Mar 08,
2007
A Dent in the Space-Time
Fabric?
(Note: This TPOD first
ran on March 24, 2006)
What does a dent in the
“fabric” of space and time look like? The cause in a faraway
place is invisible, scientists say. But theorists believe
its existence can be deduced from certain repetitive events.
In January this
year scientists reported that in 2005 two unusual X-ray
frequencies were detected coming from an extremely energetic
light source, GRO J1655-40. The source is seen in the
constellation Scorpius and it is estimated to lie about
10,000 light-years from Earth. Astronomers say it is a
“stellar black hole” about seven times the mass of our Sun,
gradually consuming the matter of a companion star.
The emissions
seemed strange because scientists had recorded identical
emissions nine years earlier—an improbable coincidence, they
thought. This got them to thinking, and the chain of
reasoning that followed led to a report given at a recent
meeting of the American Astronomical Society.
The centerpiece
of the story is a black hole, and black holes are said to
form in the death throes of massive stars as their fuel runs
out and their cores “implode into a point of infinite
density”. The “rebound” that follows produces a supernova
explosion that blows away the outer layers of the star.
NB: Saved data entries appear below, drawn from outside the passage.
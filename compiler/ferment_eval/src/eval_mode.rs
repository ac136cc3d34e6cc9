//! Evaluation modes.
//!
//! A mode fixes the I/O defaults and the depth limits of a run. Explicit
//! handlers passed to the builder override the I/O defaults.

/// Evaluation mode, selected by the host.
#[derive(Clone, Copy, Debug, Default, PartialEq, Eq, Hash)]
pub enum EvalMode {
    /// Running a program: stdout, stdin, deep recursion allowed.
    #[default]
    Interpret,
    /// Running under a test harness: captured output, tighter depth limit.
    TestRun,
}

impl EvalMode {
    /// Maximum number of nested user function calls.
    #[inline]
    pub fn max_recursion_depth(self) -> usize {
        match self {
            Self::Interpret => 20_000,
            Self::TestRun => 2_000,
        }
    }

    /// Maximum nesting of thunks forced while forcing another thunk.
    ///
    /// Lazily returned calls recurse through forcing rather than through
    /// the call stack, so this bounds them separately.
    #[inline]
    pub fn max_force_depth(self) -> usize {
        match self {
            Self::Interpret => 100_000,
            Self::TestRun => 10_000,
        }
    }

    /// Whether `print` output is captured instead of written to stdout.
    #[inline]
    pub fn captures_output(self) -> bool {
        matches!(self, Self::TestRun)
    }

    /// Whether `inputi`/`inputs` read the process's stdin by default.
    #[inline]
    pub fn reads_stdin(self) -> bool {
        matches!(self, Self::Interpret)
    }
}
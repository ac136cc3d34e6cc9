//! Ferment IR: names, spans and the syntax tree the evaluator consumes.
//!
//! - [`Name`] and [`StringInterner`]: interned identifiers and string literals
//! - [`Span`]: byte-offset source locations
//! - [`ExprArena`] / [`ExprId`]: flat expression storage
//! - [`ast`]: expression, statement and item nodes
//! - [`AstBuilder`]: programmatic construction for front ends and tests

mod arena;
pub mod ast;
mod builder;
mod expr_id;
mod interner;
mod name;
mod span;

pub use arena::ExprArena;
pub use ast::{
    AssignTarget, BinaryOp, Block, CatchClause, Expr, ExprKind, FieldDef, Function, Module, Param,
    ParsedType, Stmt, StmtKind, StructDef, UnaryOp,
};
pub use builder::AstBuilder;
pub use expr_id::{ExprId, ExprRange};
pub use interner::{InternError, SharedInterner, StringInterner};
pub use name::Name;
pub use span::Span;
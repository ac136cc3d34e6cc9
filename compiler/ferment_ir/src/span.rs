//! Source location spans.

use std::fmt;

/// Source location span (byte offsets, end exclusive).
#[derive(Copy, Clone, Eq, PartialEq, Hash, Default)]
pub struct Span {
    pub start: u32,
    pub end: u32,
}

impl Span {
    /// Dummy span for generated code.
    pub const DUMMY: Span = Span { start: 0, end: 0 };

    /// Create a new span.
    #[inline]
    pub const fn new(start: u32, end: u32) -> Self {
        Span { start, end }
    }

    /// Whether this is the dummy span.
    #[inline]
    pub const fn is_dummy(self) -> bool {
        self.start == 0 && self.end == 0
    }
}

impl fmt::Debug for Span {
    fn fmt(&self, f: &mut fmt::Formatter<'_>) -> fmt::Result {
        write!(f, "{}..{}", self.start, self.end)
    }
}

impl fmt::Display for Span {
    fn fmt(&self, f: &mut fmt::Formatter<'_>) -> fmt::Result {
        write!(f, "{}..{}", self.start, self.end)
    }
}
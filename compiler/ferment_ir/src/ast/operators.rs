//! Binary and unary operators.

/// Binary operators.
#[derive(Copy, Clone, Eq, PartialEq, Hash, Debug)]
pub enum BinaryOp {
    // Arithmetic
    Add,
    Sub,
    Mul,
    Div,

    // Comparison
    Eq,
    NotEq,
    Lt,
    LtEq,
    Gt,
    GtEq,

    // Logical
    And,
    Or,
}

impl BinaryOp {
    /// Returns the source-level symbol for this operator.
    ///
    /// Used in error messages to show the exact operator that failed.
    pub const fn as_symbol(self) -> &'static str {
        match self {
            Self::Add => "+",
            Self::Sub => "-",
            Self::Mul => "*",
            Self::Div => "/",
            Self::Eq => "==",
            Self::NotEq => "!=",
            Self::Lt => "<",
            Self::LtEq => "<=",
            Self::Gt => ">",
            Self::GtEq => ">=",
            Self::And => "&&",
            Self::Or => "||",
        }
    }

    /// Whether the right operand may be skipped depending on the left.
    pub const fn is_short_circuit(self) -> bool {
        matches!(self, Self::And | Self::Or)
    }

    pub const fn is_equality(self) -> bool {
        matches!(self, Self::Eq | Self::NotEq)
    }
}

/// Unary operators.
#[derive(Copy, Clone, Eq, PartialEq, Hash, Debug)]
pub enum UnaryOp {
    /// `-x`
    Neg,
    /// `!x`
    Not,
}

impl UnaryOp {
    pub const fn as_symbol(self) -> &'static str {
        match self {
            Self::Neg => "-",
            Self::Not => "!",
        }
    }
}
But
the gravity of the collapsed star is so great that, within a
boundary called the “event horizon”, nothing is able to
escape, not even light. And that’s why we can’t see a black
hole, astronomers say.
Astronomers also
say that the gravitational tug of a black hole is sufficient
to distort Einstein’s “space-time fabric”. And that means it
could affect the movement of matter falling into this
celestial glutton.
The X-ray
emissions from GRO J1655-40 are sporadic—long periods of
relative calm followed by shorter periods of more intense
activity with emissions millions of times greater than
during the quiescent phase.
As reported on
Space.com, some scientists began to wonder if the blinking
pattern of X-ray activity is “related to how matter
accumulates around the black hole”. The black hole is said
to be stealing gas from a companion into an “accretion disk”
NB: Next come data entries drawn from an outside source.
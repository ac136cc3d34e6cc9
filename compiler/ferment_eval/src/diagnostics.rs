//! Live call stack.
//!
//! Each user function call pushes a [`CallFrame`]; the depth limit from
//! the evaluation mode is checked on push. When a fatal error leaves a
//! call, the stack is snapshotted into an [`EvalBacktrace`].

use ferment_ir::{Name, Span, StringInterner};

use crate::errors::{recursion_limit_exceeded, BacktraceFrame, EvalBacktrace, EvalError};
use crate::types::Type;

/// One active user function call.
#[derive(Clone, Debug)]
pub struct CallFrame {
    pub name: Name,
    /// Where the call was made.
    pub call_span: Span,
    /// Declared return type of the callee, used by `return`.
    pub return_type: Option<Type>,
}

#[derive(Clone, Debug)]
pub struct CallStack {
    frames: Vec<CallFrame>,
    max_depth: usize,
}

impl CallStack {
    pub fn new(max_depth: usize) -> Self {
        Self {
            frames: Vec::new(),
            max_depth,
        }
    }

    /// Push a call frame, checking the depth limit.
    ///
    /// The frame is not pushed on overflow.
    pub fn push(&mut self, frame: CallFrame) -> Result<(), EvalError> {
        if self.frames.len() >= self.max_depth {
            return Err(recursion_limit_exceeded(self.max_depth));
        }
        self.frames.push(frame);
        Ok(())
    }

    pub fn pop(&mut self) {
        debug_assert!(
            !self.frames.is_empty(),
            "CallStack::pop() called on empty stack"
        );
        self.frames.pop();
    }

    /// The innermost active call.
    pub fn current(&self) -> Option<&CallFrame> {
        self.frames.last()
    }

    #[inline]
    pub fn depth(&self) -> usize {
        self.frames.len()
    }

    #[inline]
    pub fn max_depth(&self) -> usize {
        self.max_depth
    }

    pub fn is_empty(&self) -> bool {
        self.frames.is_empty()
    }

    /// Snapshot of the stack, most recent call first.
    pub fn capture(&self, interner: &StringInterner) -> EvalBacktrace {
        let frames = self
            .frames
            .iter()
            .rev()
            .map(|f| BacktraceFrame {
                name: interner.lookup(f.name).to_string(),
                span: Some(f.call_span),
            })
            .collect();
        EvalBacktrace::new(frames)
    }

    /// Attach a backtrace unless the error already carries one.
    pub fn attach_backtrace(&self, err: EvalError, interner: &StringInterner) -> EvalError {
        if err.backtrace.is_some() || self.frames.is_empty() {
            return err;
        }
        err.with_backtrace(self.capture(interner))
    }
}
around the super-dense relic, and the scientists suggested
that as the mass of the disk accumulates for several years,
the black hole consumes very little of the gas, and X-ray
emissions are minimal.
“Every few
years, however, something—scientists aren’t sure
what—triggers a sudden binge fest on the part of the black
hole, causing it to guzzle down most of matter in the disk
within a period of only a few months”. This is when the
profusion of X-rays occurs, the scientists suggested. (See “Black
Hole Puts Dent In Space-time”, January 24,
2006),
But NASA’s Rossi
X-ray Timing Explorer recorded something curious. Among the
X-ray frequencies observed in 1996 were one at 450 Hz and
one at 300 Hz. The same two frequencies were observed again
in 2005.
"Because it’s
very hard to get gas to behave the same way twice, it argues
strongly that these frequencies are being anchored by the
black hole’s mass and spin”, study co-author Jon Miller of
the University of Michigan told SPACE.com.
The scientists
were reminded of the weird things predicted by Einstein’s
theory of general relativity. “Because the black hole is so
massive and spinning so fast, it warps spacetime around it”.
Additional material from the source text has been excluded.